NEW YORK (Reuters) - A measure of short-term U.S. inflation expectations rose sharply in December, and Americans are more optimistic about the outlook for the labor market and their household finances, according to a Federal Reserve Bank of New York survey released Monday.
The survey of consumer expectations, an increasingly influential gauge of prices for the U.S. central bank, found that inflation is expected to accelerate over both one-year and three-year horizons.
It found that year-ahead inflation expectations shot up to a median of 2.8 percent in December from 2.5 percent in November. The prior month’s reading had matched the survey’s lowest recorded level.

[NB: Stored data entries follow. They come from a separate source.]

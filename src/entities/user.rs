use sea_orm::entity::prelude::*;
use serde::Serialize;

#[derive(Clone, Debug, PartialEq, Eq, DeriveEntityModel, Serialize)]
#[sea_orm(table_name = "users")]
pub struct Model {
    #[sea_orm(primary_key)]
    pub id: i32,
    pub name: String,
    #[sea_orm(unique)]
    pub email: String,
    // Stored as received. No hashing upstream; kept that way here.
    pub password: String,
    pub created_at: DateTime,
    pub updated_at: DateTime,
}

#[derive(Copy, Clone, Debug, EnumIter, DeriveRelation)]
pub enum Relation {}

impl ActiveModelBehavior for ActiveModel {}
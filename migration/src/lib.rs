pub use sea_orm_migration::prelude::*;

mod m20240301_000001_create_users_table;

pub struct Migrator;

#[async_trait::async_trait]
impl MigratorTrait for Migrator {
    fn migrations() -> Vec<Box<dyn MigrationTrait>> {
        vec![Box::new(m20240301_000001_create_users_table::Migration)]
    }
}
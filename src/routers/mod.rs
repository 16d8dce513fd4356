use axum::{
    routing::{get, post},
    Router,
};

use crate::handlers::user;
use crate::state::AppState;

pub fn init_router(state: AppState) -> Router {
    let users = Router::new()
        .route("/users", post(user::create_user).get(user::list_users))
        .route(
            "/users/:id",
            get(user::get_user)
                .put(user::update_user)
                .delete(user::delete_user),
        );

    Router::new()
        .route("/health", get(|| async { "OK" }))
        .nest("/api", users)
        .with_state(state)
}
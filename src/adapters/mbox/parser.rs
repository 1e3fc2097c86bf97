//! Message block parsing. One raw mbox block in, one MessageRecord out.
//!
//! Total: malformed input never fails, missing or unparsable fields simply
//! become absent/empty. Header lookup is case-insensitive.

use crate::adapters::mbox::calendar;
use crate::domain::MessageRecord;
use chrono::{DateTime, Utc};
use mailparse::{
    DispositionType, MailAddr, MailHeaderMap, ParsedMail, addrparse, dateparse, parse_mail,
};
use tracing::debug;

/// Parse one raw message block (headers + body) into a MessageRecord.
pub fn parse_message(block: &str) -> MessageRecord {
    let parsed = match parse_mail(block.as_bytes()) {
        Ok(parsed) => parsed,
        Err(e) => {
            debug!(error = %e, "message block did not parse; emitting empty record");
            return MessageRecord::default();
        }
    };

    let headers = &parsed.headers;
    let to = address_list(headers.get_first_value("To"));
    let cc = address_list(headers.get_first_value("Cc"));
    let bcc = address_list(headers.get_first_value("Bcc"));
    let destinations: Vec<String> = to
        .iter()
        .chain(cc.iter())
        .chain(bcc.iter())
        .cloned()
        .collect();
    let sender = single_address(headers.get_first_value("Sender"));

    let mut record = MessageRecord {
        message_id: headers.get_first_value("Message-ID").map(strip_brackets),
        date: parse_date(headers.get_first_value("Date")),
        to,
        from: address_list(headers.get_first_value("From")),
        content_type: headers.get_first_value("Content-Type").unwrap_or_default(),
        sender,
        subject: headers.get_first_value("Subject").unwrap_or_default(),
        in_reply_to: headers.get_first_value("In-Reply-To").map(strip_brackets),
        cc,
        bcc,
        has_attachment: any_attachment(&parsed),
        destinations,
        meetings: Vec::new(),
    };
    record.meetings = calendar::extract_meetings(&parsed, record.sender.as_deref());
    record
}

/// Parse an address-list header value into bare addresses, in order.
/// Display names are stripped; an unparsable list degrades to empty.
fn address_list(value: Option<String>) -> Vec<String> {
    let Some(value) = value else {
        return Vec::new();
    };
    match addrparse(&value) {
        Ok(list) => list
            .iter()
            .flat_map(|addr| match addr {
                MailAddr::Single(single) => vec![single.addr.clone()],
                MailAddr::Group(group) => group.addrs.iter().map(|s| s.addr.clone()).collect(),
            })
            .collect(),
        Err(_) => Vec::new(),
    }
}

fn single_address(value: Option<String>) -> Option<String> {
    address_list(value).into_iter().next()
}

fn parse_date(value: Option<String>) -> Option<DateTime<Utc>> {
    value
        .and_then(|v| dateparse(&v).ok())
        .and_then(|secs| DateTime::<Utc>::from_timestamp(secs, 0))
}

/// `Message-ID`/`In-Reply-To` values are conventionally wrapped in `<...>`.
fn strip_brackets(value: String) -> String {
    value
        .trim()
        .trim_start_matches('<')
        .trim_end_matches('>')
        .to_string()
}

/// True iff any MIME part, at any depth, is marked as an attachment.
fn any_attachment(mail: &ParsedMail<'_>) -> bool {
    mail.subparts.iter().any(|part| {
        part.get_content_disposition().disposition == DispositionType::Attachment
            || any_attachment(part)
    })
}
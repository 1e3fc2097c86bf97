//! Outbound ports. Application calls into infrastructure.
//!
//! Implemented by adapters.

use crate::domain::{DomainError, ExportParams, ExportRequest, ExportStatus};
use std::path::Path;

/// Administrative audit API gateway. Request exports, poll status, fetch
/// archives.
#[async_trait::async_trait]
pub trait AuditGateway: Send + Sync {
    /// Authenticate as the admin user. Must succeed before any other call.
    async fn login(&self, admin: &str, password: &str) -> Result<(), DomainError>;

    /// Upload the base64-encoded public key used to encrypt export archives.
    async fn upload_public_key(&self, domain: &str, key_base64: &str) -> Result<(), DomainError>;

    /// Ask the service to prepare a mailbox export for one user. Returns the
    /// opaque request identifier.
    async fn request_export(
        &self,
        domain: &str,
        user: &str,
        params: &ExportParams,
    ) -> Result<ExportRequest, DomainError>;

    /// Query the state of a single export request.
    async fn export_status(
        &self,
        domain: &str,
        user: &str,
        request_id: &str,
    ) -> Result<ExportStatus, DomainError>;

    /// List every export request known to the service for the domain.
    async fn list_exports(&self, domain: &str) -> Result<Vec<ExportStatus>, DomainError>;

    /// Download one archive file to `dest`. Returns the number of bytes
    /// written.
    async fn fetch_archive(&self, url: &str, dest: &Path) -> Result<u64, DomainError>;
}

/// External decryption tool. Turns a downloaded archive into a plaintext
/// mailbox file.
#[async_trait::async_trait]
pub trait Decryptor: Send + Sync {
    async fn decrypt(&self, input: &Path, output: &Path) -> Result<(), DomainError>;
}
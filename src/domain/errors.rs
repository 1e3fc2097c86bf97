//! Domain errors. Used by ports and use cases.
//!
//! Adapters map infrastructure errors into these. Only `Resource` is fatal to
//! a filter run; calendar decode failures and malformed messages are not
//! errors at all and degrade to empty/absent field values upstream.

use thiserror::Error;

#[derive(Error, Debug)]
pub enum DomainError {
    /// Input, allowlist, or output file cannot be opened/read/created.
    #[error("resource error: {0}")]
    Resource(String),

    #[error("audit gateway error: {0}")]
    Audit(String),

    #[error("authentication failed: {0}")]
    Auth(String),

    #[error("decryption failed: {0}")]
    Decrypt(String),

    #[error("configuration error: {0}")]
    Config(String),
}
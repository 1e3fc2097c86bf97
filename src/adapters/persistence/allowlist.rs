//! Allowlist file loader.
//!
//! One domain per line, surrounding whitespace trimmed, blank lines skipped,
//! duplicates collapsed. No comment syntax, no normalization.

use crate::domain::{Allowlist, DomainError};
use std::fs::File;
use std::io::{BufRead, BufReader};
use std::path::Path;
use tracing::info;

pub fn load_allowlist(path: &Path) -> Result<Allowlist, DomainError> {
    let file = File::open(path)
        .map_err(|e| DomainError::Resource(format!("open allowlist {}: {e}", path.display())))?;

    let mut domains = std::collections::HashSet::new();
    for line in BufReader::new(file).lines() {
        let line = line
            .map_err(|e| DomainError::Resource(format!("read allowlist {}: {e}", path.display())))?;
        let trimmed = line.trim();
        if !trimmed.is_empty() {
            domains.insert(trimmed.to_string());
        }
    }

    let allowlist = Allowlist::new(domains);
    info!(path = %path.display(), domains = allowlist.len(), "loaded account domains");
    Ok(allowlist)
}
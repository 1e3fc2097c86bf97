//! Application use cases. Orchestrate domain logic via ports.

pub mod download_service;
pub mod export_service;
pub mod filter_service;
pub mod status_service;

pub use download_service::DownloadService;
pub use export_service::ExportService;
pub use filter_service::{FilterOptions, FilterService, FilterStats};
pub use status_service::StatusService;
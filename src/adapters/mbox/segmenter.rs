//! Mbox segmentation. Splits a raw mailbox stream into per-message blocks.
//!
//! A boundary is any line whose first five characters are `From ` at column 0.
//! Everything before the first boundary is discarded. Each line is repaired
//! for invalid UTF-8 before it is tested or accumulated, so boundary matching
//! never fails on corrupt input.

use std::borrow::Cow;
use std::fs::File;
use std::io::{self, BufRead, BufReader};
use std::path::Path;

/// Start-of-message marker (capital F, trailing space).
pub const FROM_MARKER: &str = "From ";

/// Replace invalid UTF-8 byte sequences in one raw line with U+FFFD.
///
/// Applied per line, not per file: corruption is usually localized and must
/// not poison boundary detection for the rest of the archive.
pub fn repair_line(raw: &[u8]) -> Cow<'_, str> {
    String::from_utf8_lossy(raw)
}

/// Lazy iterator over raw message blocks of an mbox stream.
///
/// Holds at most one block in memory. Stops reading as soon as the consumer
/// stops pulling, so a message limit is just `Iterator::take`.
pub struct MessageBlocks<R> {
    reader: R,
    line_buf: Vec<u8>,
    current: String,
    started: bool,
    done: bool,
}

impl MessageBlocks<BufReader<File>> {
    pub fn from_path(path: &Path) -> io::Result<Self> {
        Ok(Self::new(BufReader::new(File::open(path)?)))
    }
}

impl<R: BufRead> MessageBlocks<R> {
    pub fn new(reader: R) -> Self {
        Self {
            reader,
            line_buf: Vec::new(),
            current: String::new(),
            started: false,
            done: false,
        }
    }
}

impl<R: BufRead> Iterator for MessageBlocks<R> {
    type Item = io::Result<String>;

    fn next(&mut self) -> Option<Self::Item> {
        if self.done {
            return None;
        }
        loop {
            self.line_buf.clear();
            match self.reader.read_until(b'\n', &mut self.line_buf) {
                Err(e) => {
                    self.done = true;
                    return Some(Err(e));
                }
                Ok(0) => {
                    self.done = true;
                    if self.started && !self.current.is_empty() {
                        return Some(Ok(std::mem::take(&mut self.current)));
                    }
                    return None;
                }
                Ok(_) => {
                    let line = repair_line(&self.line_buf);
                    if line.starts_with(FROM_MARKER) {
                        if self.started {
                            return Some(Ok(std::mem::take(&mut self.current)));
                        }
                        self.started = true;
                    } else if self.started {
                        self.current.push_str(&line);
                    }
                }
            }
        }
    }
}
//! Status use case: poll the audit API for export completion and record the
//! download URLs.

use crate::adapters::persistence::RequestStore;
use crate::domain::{DomainError, ExportStatus};
use crate::ports::AuditGateway;
use std::sync::Arc;
use tracing::info;

pub struct StatusService {
    gateway: Arc<dyn AuditGateway>,
    store: RequestStore,
}

impl StatusService {
    pub fn new(gateway: Arc<dyn AuditGateway>, store: RequestStore) -> Self {
        Self { gateway, store }
    }

    /// Query the state of every recorded export request and persist the
    /// results for the downloader.
    pub async fn poll_requests(&self, domain: &str) -> Result<Vec<ExportStatus>, DomainError> {
        let requests = self.store.load_requests().await?;
        let mut statuses = Vec::with_capacity(requests.len());
        for request in &requests {
            let status = self
                .gateway
                .export_status(domain, &request.user, &request.request_id)
                .await?;
            info!(
                user = %request.user,
                request_id = %request.request_id,
                status = %status.status,
                urls = status.file_urls.len(),
                "export status"
            );
            statuses.push(status);
        }
        self.store.save_statuses(&statuses).await?;
        Ok(statuses)
    }

    /// List every export request the service knows for the domain, recorded
    /// requests or not, and persist the results.
    pub async fn list_all(&self, domain: &str) -> Result<Vec<ExportStatus>, DomainError> {
        let statuses = self.gateway.list_exports(domain).await?;
        for status in &statuses {
            info!(
                user = %status.user,
                request_id = %status.request_id,
                status = %status.status,
                "export status"
            );
        }
        self.store.save_statuses(&statuses).await?;
        Ok(statuses)
    }
}
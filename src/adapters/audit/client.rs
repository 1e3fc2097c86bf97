//! Implements AuditGateway against the Google Apps mail audit API.
//!
//! Thin request/response plumbing: ClientLogin for the auth token, Atom
//! entries of `apps:property` elements both ways. No retry/backoff.

use crate::adapters::audit::atom;
use crate::domain::{DomainError, ExportParams, ExportRequest, ExportStatus};
use crate::ports::AuditGateway;
use indicatif::ProgressBar;
use quick_xml::escape::escape;
use std::collections::HashMap;
use std::path::Path;
use tokio::io::AsyncWriteExt;
use tokio::sync::RwLock;
use tracing::{debug, info};

const ACCOUNT_TYPE: &str = "HOSTED";
const SERVICE: &str = "apps";

/// HTTP adapter for the audit API. Holds the auth token after login.
pub struct AuditHttpClient {
    http: reqwest::Client,
    base_url: String,
    login_url: String,
    token: RwLock<Option<String>>,
}

impl AuditHttpClient {
    pub fn new(base_url: String, login_url: String) -> Self {
        Self {
            http: reqwest::Client::new(),
            base_url: base_url.trim_end_matches('/').to_string(),
            login_url,
            token: RwLock::new(None),
        }
    }

    async fn auth_header(&self) -> Result<String, DomainError> {
        let token = self.token.read().await;
        let token = token
            .as_deref()
            .ok_or_else(|| DomainError::Auth("login must be called first".into()))?;
        Ok(format!("GoogleLogin auth=\"{token}\""))
    }

    async fn get(&self, path: &str) -> Result<String, DomainError> {
        let auth = self.auth_header().await?;
        let response = self
            .http
            .get(format!("{}{path}", self.base_url))
            .header("Content-Type", "application/atom+xml")
            .header("Authorization", auth)
            .send()
            .await
            .map_err(|e| DomainError::Audit(format!("request failed: {e}")))?;
        Self::success_body(response).await
    }

    async fn post(&self, path: &str, body: String) -> Result<String, DomainError> {
        let auth = self.auth_header().await?;
        let response = self
            .http
            .post(format!("{}{path}", self.base_url))
            .header("Content-Type", "application/atom+xml")
            .header("Authorization", auth)
            .body(body)
            .send()
            .await
            .map_err(|e| DomainError::Audit(format!("request failed: {e}")))?;
        Self::success_body(response).await
    }

    async fn success_body(response: reqwest::Response) -> Result<String, DomainError> {
        let status = response.status();
        let text = response.text().await.unwrap_or_default();
        if !status.is_success() {
            return Err(DomainError::Audit(format!(
                "API error {status}: {}",
                text.chars().take(200).collect::<String>()
            )));
        }
        Ok(text)
    }
}

/// `/a/feeds/compliance/audit/mail/export/{domain}[/{user}[/{request_id}]]`
fn export_path(domain: &str, user: Option<&str>, request_id: Option<&str>) -> String {
    let mut path = format!("/a/feeds/compliance/audit/mail/export/{domain}");
    if let Some(user) = user {
        path.push('/');
        path.push_str(user);
    }
    if let Some(request_id) = request_id {
        path.push('/');
        path.push_str(request_id);
    }
    path
}

/// Render an Atom entry of `apps:property` name/value pairs.
fn atom_entry(properties: &[(&str, &str)]) -> String {
    let mut entry = String::from(
        "<atom:entry xmlns:atom='http://www.w3.org/2005/Atom' \
         xmlns:apps='http://schemas.google.com/apps/2006'>",
    );
    for (name, value) in properties {
        entry.push_str(&format!(
            "<apps:property name='{name}' value=\"{}\"/>",
            escape(value)
        ));
    }
    entry.push_str("</atom:entry>");
    entry
}

/// Build an ExportStatus from a response's property map. `fileUrl0..N` are
/// collected in index order until the first gap.
fn status_from_props(user: &str, props: &HashMap<String, String>) -> ExportStatus {
    let mut file_urls = Vec::new();
    let mut index = 0;
    while let Some(url) = props.get(&format!("fileUrl{index}")) {
        file_urls.push(url.clone());
        index += 1;
    }
    ExportStatus {
        user: user.to_string(),
        request_id: props.get("requestId").cloned().unwrap_or_default(),
        request_date: props.get("requestDate").cloned(),
        status: props.get("status").cloned().unwrap_or_default(),
        file_urls,
    }
}

/// The API expects export window bounds as `YYYY-MM-DD HH:MM`; bare dates get
/// a midnight time, absent bounds stay empty.
fn window_bound(date: Option<&str>) -> String {
    date.map(|d| format!("{d} 00:00")).unwrap_or_default()
}

#[async_trait::async_trait]
impl AuditGateway for AuditHttpClient {
    async fn login(&self, admin: &str, password: &str) -> Result<(), DomainError> {
        let source = format!("{}-{}", env!("CARGO_PKG_NAME"), env!("CARGO_PKG_VERSION"));
        let params = [
            ("accountType", ACCOUNT_TYPE),
            ("Email", admin),
            ("Passwd", password),
            ("service", SERVICE),
            ("source", &source),
        ];
        let response = self
            .http
            .post(&self.login_url)
            .form(&params)
            .send()
            .await
            .map_err(|e| DomainError::Auth(format!("login request failed: {e}")))?;
        if !response.status().is_success() {
            return Err(DomainError::Auth(format!(
                "login rejected with status {}",
                response.status()
            )));
        }
        let body = response
            .text()
            .await
            .map_err(|e| DomainError::Auth(e.to_string()))?;
        let token = body
            .lines()
            .find_map(|line| line.strip_prefix("Auth="))
            .ok_or_else(|| DomainError::Auth("no Auth token in login response".into()))?;
        *self.token.write().await = Some(token.to_string());
        info!(admin, "authenticated against audit API");
        Ok(())
    }

    async fn upload_public_key(&self, domain: &str, key_base64: &str) -> Result<(), DomainError> {
        let body = atom_entry(&[("publicKey", key_base64)]);
        self.post(
            &format!("/a/feeds/compliance/audit/publickey/{domain}"),
            body,
        )
        .await?;
        info!(domain, "uploaded public key");
        Ok(())
    }

    async fn request_export(
        &self,
        domain: &str,
        user: &str,
        params: &ExportParams,
    ) -> Result<ExportRequest, DomainError> {
        let begin = window_bound(params.begin_date.as_deref());
        let end = window_bound(params.end_date.as_deref());
        let package = if params.headers_only {
            "HEADER_ONLY"
        } else {
            "FULL_MESSAGE"
        };
        let body = atom_entry(&[
            ("beginDate", begin.as_str()),
            ("endDate", end.as_str()),
            ("includeDeleted", "true"),
            ("searchQuery", ""),
            ("packageContent", package),
        ]);

        let xml = self
            .post(&export_path(domain, Some(user), None), body)
            .await?;
        let props = atom::properties(&xml);
        let request_id = props
            .get("requestId")
            .cloned()
            .ok_or_else(|| DomainError::Audit("export response carries no requestId".into()))?;
        debug!(user, request_id = %request_id, "export requested");
        Ok(ExportRequest {
            user: user.to_string(),
            request_id,
        })
    }

    async fn export_status(
        &self,
        domain: &str,
        user: &str,
        request_id: &str,
    ) -> Result<ExportStatus, DomainError> {
        let xml = self
            .get(&export_path(domain, Some(user), Some(request_id)))
            .await?;
        Ok(status_from_props(user, &atom::properties(&xml)))
    }

    async fn list_exports(&self, domain: &str) -> Result<Vec<ExportStatus>, DomainError> {
        let xml = self.get(&export_path(domain, None, None)).await?;
        Ok(atom::entries(&xml)
            .into_iter()
            .map(|props| {
                let user = props.get("userEmailAddress").cloned().unwrap_or_default();
                status_from_props(&user, &props)
            })
            .collect())
    }

    async fn fetch_archive(&self, url: &str, dest: &Path) -> Result<u64, DomainError> {
        let mut response = self
            .http
            .get(url)
            .send()
            .await
            .map_err(|e| DomainError::Audit(format!("download request failed: {e}")))?;
        if !response.status().is_success() {
            return Err(DomainError::Audit(format!(
                "download failed with status {}",
                response.status()
            )));
        }

        let progress = match response.content_length() {
            Some(len) => ProgressBar::new(len),
            None => ProgressBar::new_spinner(),
        };
        let mut file = tokio::fs::File::create(dest)
            .await
            .map_err(|e| DomainError::Resource(format!("create {}: {e}", dest.display())))?;
        let mut written = 0u64;
        while let Some(chunk) = response
            .chunk()
            .await
            .map_err(|e| DomainError::Audit(format!("download interrupted: {e}")))?
        {
            file.write_all(&chunk)
                .await
                .map_err(|e| DomainError::Resource(format!("write {}: {e}", dest.display())))?;
            written += chunk.len() as u64;
            progress.inc(chunk.len() as u64);
        }
        file.flush()
            .await
            .map_err(|e| DomainError::Resource(e.to_string()))?;
        progress.finish_and_clear();
        info!(url, dest = %dest.display(), bytes = written, "downloaded archive");
        Ok(written)
    }
}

Three-year ahead expectations edged up to 2.8 percent from 2.7 percent, near a record low for the online survey that has shown a gradual decline in both price measures since it began in mid-2013.
Since Republican Donald Trump was elected U.S. president in November, a number of market-based inflation expectations have risen sharply. The Fed raised interest rates by a quarter point in December and is expected to raise them at least twice in 2017.
Survey respondents were also more optimistic about the job market and their own finances.
The probability of finding a new job in the event of losing a current one jumped to 55.6 percent last month from 53 percent in November, the survey found. And the median expected growth in household income rose to 2.8 percent from 2.4 percent a month earlier.